The Court reaches a similar conclusion regarding § 23. The MFIL does not provide a civil cause of action for every failure to comply with it terms. It states, "Except as explicitly provided in this act, civil liability in favor of any private party shall not arise against a person by implication from or as a result of the violation of a provision of this act or a rule or order hereunder." Mich. Comp. Laws § 445.1534. Notably, § 445.1531 creates civil liability in favor of franchisees only for violations of §§ 5, 7a, and 8. Absent is § 23. And for good reason: § 23 prohibits making a material false statement (or omission) in a notice or report filed with the Michigan Department of Attorney General—not in a notice or report provided to the franchisee—and the MFIL gives the Department the right to enforce its provisions. See Mich. Comp. Laws §§ 445.1535-445.1538. Accordingly, the Court finds that even if AirTrona Canada violated § 23 of the MFIL, Lofgren cannot recover against AirTrona Canada or Barberio for that violation.

This leaves § 8. That provision of the Michigan Franchise Investment Law prohibits the sale of a franchise "without first providing to the prospective franchisee, at least 10 business days before the execution by the prospective franchisee of any binding franchise or other agreement or at least 10 business days before the receipt of any consideration, whichever occurs first," a certain disclosure statement. See Mich. Comp. Laws § 445.1508. It is not disputed, and the evidence presented at trial supports, that Lofgren never received the disclosure statement required by § 8. Indeed, Barberio conceded this point at trial. (Barberio Dep. at 41-42, 107.)

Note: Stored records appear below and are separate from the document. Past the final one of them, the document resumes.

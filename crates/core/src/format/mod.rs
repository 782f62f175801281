//! Document formats: extraction of translatable segments and reassembly.
//!
//! A [`DocumentFormat`] turns document bytes into ordered segments and puts
//! translated lines back into the document. Formats are looked up by file
//! extension through the [`FormatRegistry`].

mod error;
mod plain_text;
mod registry;
mod traits;

pub use error::FormatError;
pub use plain_text::PlainTextFormat;
pub use registry::FormatRegistry;
pub use traits::{DocumentFormat, Extraction};
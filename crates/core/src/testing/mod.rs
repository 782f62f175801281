//! Testing utilities and mock implementations.
//!
//! This module provides mock implementations of the external service traits,
//! allowing end-to-end testing of the worker without real infrastructure.
//!
//! # Example
//!
//! ```rust,ignore
//! use doctrans_core::testing::{fixtures, MockJobService, MockTranslationClient};
//!
//! let client = MockTranslationClient::new();
//! let jobs = MockJobService::new();
//! jobs.add_task("task-1", fixtures::task_metadata("en", "lv", ".txt"), "Hello\n").await;
//!
//! // Build a TaskRunner with the mocks...
//! ```

mod mock_job_service;
mod mock_translation_client;

pub use mock_job_service::{MockJobService, RecordedUpload};
pub use mock_translation_client::{LatencyFn, MockTranslationClient};

/// Test fixtures and helper functions.
pub mod fixtures {
    use crate::job_service::{TaskFile, TaskMetadata, TaskStatus, TaskSubstatus};
    use crate::segmenter::{Segment, Terminator};

    /// Create task metadata with a single source file.
    pub fn task_metadata(src_lang: &str, trg_lang: &str, extension: &str) -> TaskMetadata {
        TaskMetadata {
            src_lang: src_lang.to_string(),
            trg_lang: trg_lang.to_string(),
            domain: None,
            segments: 0,
            translated_segments: 0,
            status: TaskStatus::Initializing,
            substatus: TaskSubstatus::Unspecified,
            files: vec![TaskFile {
                id: "source-file".to_string(),
                category: "Source".to_string(),
                extension: extension.to_string(),
            }],
        }
    }

    /// Create LF-terminated segments from texts.
    pub fn segments(texts: &[&str]) -> Vec<Segment> {
        texts
            .iter()
            .enumerate()
            .map(|(i, t)| Segment::new(i, *t, Terminator::Lf))
            .collect()
    }

    /// Create a plain text document with one line per text.
    pub fn plain_text_document(lines: usize) -> String {
        (0..lines).map(|i| format!("Line number {}\n", i)).collect()
    }
}
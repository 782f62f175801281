use thiserror::Error;

/// Errors from the file translation service.
#[derive(Debug, Error, Clone, PartialEq, Eq)]
pub enum JobServiceError {
    /// Connection-level failure.
    #[error("Request failed: {0}")]
    RequestFailed(String),

    #[error("HTTP {status}: {body}")]
    Http { status: u16, body: String },

    #[error("Invalid response: {0}")]
    InvalidResponse(String),

    #[error("Task {0} has no source file")]
    NoSourceFile(String),

    #[error("IO error: {0}")]
    Io(String),
}

impl From<std::io::Error> for JobServiceError {
    fn from(e: std::io::Error) -> Self {
        Self::Io(e.to_string())
    }
}
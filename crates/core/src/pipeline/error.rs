use thiserror::Error;

use crate::dispatcher::DispatchError;
use crate::format::FormatError;
use crate::segmenter::SegmentError;

/// Errors that fail a translation job.
#[derive(Debug, Error, Clone, PartialEq, Eq)]
pub enum PipelineError {
    /// The document contained no text.
    #[error(transparent)]
    NoContent(#[from] SegmentError),

    #[error("Document format error: {0}")]
    Format(#[from] FormatError),

    #[error("Translation failed: {0}")]
    Dispatch(#[from] DispatchError),

    /// `run` was called on a controller that already ran a job.
    #[error("Pipeline already started")]
    AlreadyStarted,
}

impl PipelineError {
    /// Short label used in `Failed` events and metrics.
    pub fn kind(&self) -> &'static str {
        match self {
            Self::NoContent(_) => "no_content",
            Self::Format(e) => e.kind(),
            Self::Dispatch(e) => e.kind(),
            Self::AlreadyStarted => "already_started",
        }
    }
}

Barberio nonetheless maintains that there was no violation of § 8 because of an exemption under the MFIL. (Def.'s FFCOL ¶ 143.) In particular, § 6 of the MFIL provides, in relevant part, "the offer and sale of a franchise is exempt from [§ 8] if any of the following circumstances apply: . . . There is an extension or renewal of an existing franchise or the exchange or substitution of a modified or amended franchise agreement where there is no interruption in the operation of the franchise business of the franchisee, and no material change in the franchise relationship." Mich. Comp. Laws § 445.1506(1)(e).

The Court finds Barberio's reliance on § 6 misplaced because the 2011 agreement resulted in a "material change in the franchise relationship." As discussed, even assuming that there was a franchise between Lofgren and an AirTrona entity prior to the 2011 upgrade, that agreement was between Lofgren and AirTrona Green Technologies. That the 2011 agreement was with a new company, AirTrona Canada, suggests a "material change in the franchise relationship." Additionally, Lofgren's business changed with the 2011 upgrade. The very purpose of the upgrade was to expand into a new line of business, one that involved sanitization and, thus, servicing all the cars on a dealership. Indeed, the sanitization process was different enough from the odor removal process that Lofgren needed to hire another employee and AirTrona Canada saw fit to provide Lofgren with new equipment and additional training. As such, the Court finds that the 2011 agreement resulted in a "material change in the franchise relationship" and § 6 is inapplicable.

In sum, the Court concludes that AirTrona Canada violated § 8 of the Michigan Franchise Investment Law but that Lofgren cannot recover for any violations of §§ 7a and 23 of the MFIL.

3.

Having concluded that AirTrona Canada's sale of equipment to Lofgren in 2011 amounted to a "franchise" under the Michigan Franchise Investment Law, and having concluded that Lofgren violated § 8 of the MFIL, the issue becomes Barberio's liability. Lofgren seeks to hold Barberio jointly and severally liable with AirTrona Canada under § 32 of the MFIL. (Pl.'s FF ¶¶ 76-77; Pl.'s COL ¶¶ 16-17.)

AirTrona Canada is liable under the MFIL in part because it has not defended this action and was thus defaulted. Notably, if the Court had found no violation of the MFIL, it could not adjudge AirTrona Canada liable (despite its default) given the joint-and-several nature of Lofgren's MFIL claims against Barberio and AirTrona Canada. This issue was discussed at length in a prior opinion. (See generally Dkt. 31, Order Regarding Mot. for Protective Order.)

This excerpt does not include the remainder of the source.